# Required work:
Please copy each line below that contains the string "codes".

+ + + + +

//! Fixtures
//!
//! YAML fixture sets: `wishlists/<name>.yml` holds the items, `coupons/<name>.yml` the raw
//! coupon rules and, optionally, when codes were last seen.

use std::{fs, path::PathBuf};

use rust_decimal::Decimal;
use rusty_money::iso::{BRL, Currency, EUR, GBP, USD};
use thiserror::Error;
use tracing::warn;

use crate::{
    coupons::CouponRule,
    fixtures::{coupons::CouponsFixture, wishlist::WishlistFixture},
    items::Item,
    recency::SeenCoupon,
};

pub mod coupons;
pub mod wishlist;

/// Fixture Parsing Errors
#[derive(Debug, Error)]
pub enum FixtureError {
    /// IO error reading fixture files
    #[error("Failed to read fixture file: {0}")]
    Io(#[from] std::io::Error),

    /// YAML parsing error
    #[error("Failed to parse YAML: {0}")]
    Yaml(#[from] serde_norway::Error),

    /// Invalid price format
    #[error("Invalid price format: {0}")]
    InvalidPrice(String),

    /// A coupon amount field isn't a number
    #[error("Invalid {field} for coupon {code}")]
    InvalidAmount {
        /// Coupon code
        code: String,

        /// Name of the offending field
        field: &'static str,
    },

    /// Unknown currency code
    #[error("Unknown currency code: {0}")]
    UnknownCurrency(String),

    /// Currency mismatch between items
    #[error("Currency mismatch: expected {0}, found {1}")]
    CurrencyMismatch(String, String),

    /// No items loaded yet
    #[error("No items loaded yet; currency unknown")]
    NoCurrency,

    /// Not enough items in fixture
    #[error("Not enough items in fixture, available: {available}, requested: {requested}")]
    NotEnoughItems {
        /// Number of items defined in the fixture
        available: usize,
        /// Number of items requested
        requested: usize,
    },
}

/// A loaded fixture set.
#[derive(Debug)]
pub struct Fixture {
    /// Base path for fixture files
    base_path: PathBuf,

    items: Vec<Item>,
    rules: Vec<CouponRule>,
    seen: Vec<SeenCoupon>,

    /// Currency for the fixture set
    currency: Option<&'static Currency>,

    skipped_items: usize,
    skipped_rules: usize,
}

impl Fixture {
    /// Create a new empty fixture with default base path
    pub fn new() -> Self {
        Self::with_base_path("./fixtures")
    }

    /// Create a new empty fixture with custom base path
    pub fn with_base_path(base_path: impl Into<PathBuf>) -> Self {
        Self {
            base_path: base_path.into(),
            items: Vec::new(),
            rules: Vec::new(),
            seen: Vec::new(),
            currency: None,
            skipped_items: 0,
            skipped_rules: 0,
        }
    }

    /// Load wishlist items from a YAML fixture file
    ///
    /// Items whose price amount isn't a number are skipped and counted.
    ///
    /// # Errors
    ///
    /// Returns an error if the file cannot be read or parsed, a currency is unknown, or the
    /// items don't share one currency.
    pub fn load_wishlist(&mut self, name: &str) -> Result<&mut Self, FixtureError> {
        let file_path = self.base_path.join("wishlists").join(format!("{name}.yml"));
        let contents = fs::read_to_string(&file_path)?;
        let fixture: WishlistFixture = serde_norway::from_str(&contents)?;

        if let Some(code) = &fixture.currency {
            self.expect_currency(currency_from_code(code)?)?;
        }

        for (position, item_fixture) in fixture.items.into_iter().enumerate() {
            let (amount, currency) = match parse_price(&item_fixture.price) {
                Ok(parsed) => parsed,
                Err(FixtureError::InvalidPrice(price)) => {
                    warn!(item = %item_fixture.name, %price, "skipping item with invalid price");
                    self.skipped_items += 1;
                    continue;
                }
                Err(error) => return Err(error),
            };

            self.expect_currency(currency)?;
            self.items.push(item_fixture.into_item(position, amount));
        }

        Ok(self)
    }

    /// Load coupon rules (and the seen history) from a YAML fixture file
    ///
    /// Rules with a non-numeric amount field are skipped and counted.
    ///
    /// # Errors
    ///
    /// Returns an error if the file cannot be read or parsed.
    pub fn load_coupons(&mut self, name: &str) -> Result<&mut Self, FixtureError> {
        let file_path = self.base_path.join("coupons").join(format!("{name}.yml"));
        let contents = fs::read_to_string(&file_path)?;
        let fixture: CouponsFixture = serde_norway::from_str(&contents)?;

        for coupon_fixture in fixture.coupons {
            match CouponRule::try_from(coupon_fixture) {
                Ok(rule) => self.rules.push(rule),
                Err(error) => {
                    warn!(%error, "skipping coupon rule");
                    self.skipped_rules += 1;
                }
            }
        }

        self.seen.extend(fixture.seen);

        Ok(self)
    }

    /// Load a complete fixture set (wishlist and coupons with the same name)
    ///
    /// # Errors
    ///
    /// Returns an error if any of the fixture files cannot be loaded.
    pub fn from_set(name: &str) -> Result<Self, FixtureError> {
        let mut fixture = Self::new();

        fixture.load_wishlist(name)?.load_coupons(name)?;

        Ok(fixture)
    }

    /// Get all items
    pub fn items(&self) -> &[Item] {
        &self.items
    }

    /// The first `n` items, or all of them.
    ///
    /// # Errors
    ///
    /// Returns [`FixtureError::NotEnoughItems`] if fewer than `n` items are loaded.
    pub fn wishlist(&self, n: Option<usize>) -> Result<&[Item], FixtureError> {
        let requested = n.unwrap_or(self.items.len());

        self.items
            .get(..requested)
            .ok_or(FixtureError::NotEnoughItems {
                available: self.items.len(),
                requested,
            })
    }

    /// Get all coupon rules
    pub fn rules(&self) -> &[CouponRule] {
        &self.rules
    }

    /// When coupon codes were last seen
    pub fn seen(&self) -> &[SeenCoupon] {
        &self.seen
    }

    /// Number of items skipped for an unparseable price
    pub fn skipped_items(&self) -> usize {
        self.skipped_items
    }

    /// Number of coupon rules skipped for a non-numeric amount
    pub fn skipped_rules(&self) -> usize {
        self.skipped_rules
    }

    /// Get the currency
    ///
    /// # Errors
    ///
    /// Returns an error if no wishlist has been loaded yet.
    pub fn currency(&self) -> Result<&'static Currency, FixtureError> {
        self.currency.ok_or(FixtureError::NoCurrency)
    }

    fn expect_currency(&mut self, currency: &'static Currency) -> Result<(), FixtureError> {
        match self.currency {
            Some(existing) if existing != currency => Err(FixtureError::CurrencyMismatch(
                existing.iso_alpha_code.to_string(),
                currency.iso_alpha_code.to_string(),
            )),
            Some(_) => Ok(()),
            None => {
                self.currency = Some(currency);
                Ok(())
            }
        }
    }
}

impl Default for Fixture {
    fn default() -> Self {
        Self::new()
    }
}

/// Parse price string (e.g., "1000.00 BRL") into an exact amount and currency
///
/// # Errors
///
/// Returns [`FixtureError::InvalidPrice`] if the string is not in the format
/// "AMOUNT CURRENCY" or the amount isn't a decimal number, and
/// [`FixtureError::UnknownCurrency`] if the currency code is not recognized.
pub fn parse_price(s: &str) -> Result<(Decimal, &'static Currency), FixtureError> {
    let parts: Vec<&str> = s.split_whitespace().collect();

    if parts.len() != 2 {
        return Err(FixtureError::InvalidPrice(format!(
            "Expected format 'AMOUNT CURRENCY', got: {s}"
        )));
    }

    let amount = parts
        .first()
        .ok_or_else(|| FixtureError::InvalidPrice(s.to_string()))?
        .parse::<Decimal>()
        .map_err(|_err| FixtureError::InvalidPrice(s.to_string()))?;

    let currency_code = parts
        .get(1)
        .ok_or_else(|| FixtureError::InvalidPrice(s.to_string()))?;

    Ok((amount, currency_from_code(currency_code)?))
}

/// Look up a supported ISO currency by code.
///
/// # Errors
///
/// Returns [`FixtureError::UnknownCurrency`] for any other code.
pub fn currency_from_code(code: &str) -> Result<&'static Currency, FixtureError> {
    match code {
        "BRL" => Ok(BRL),
        "USD" => Ok(USD),
        "EUR" => Ok(EUR),
        "GBP" => Ok(GBP),
        other => Err(FixtureError::UnknownCurrency(other.to_string())),
    }
}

+ + + + +

# Result of this exercise:
//! coupon rules and, optionally, when codes were last seen.
    /// When coupon codes were last seen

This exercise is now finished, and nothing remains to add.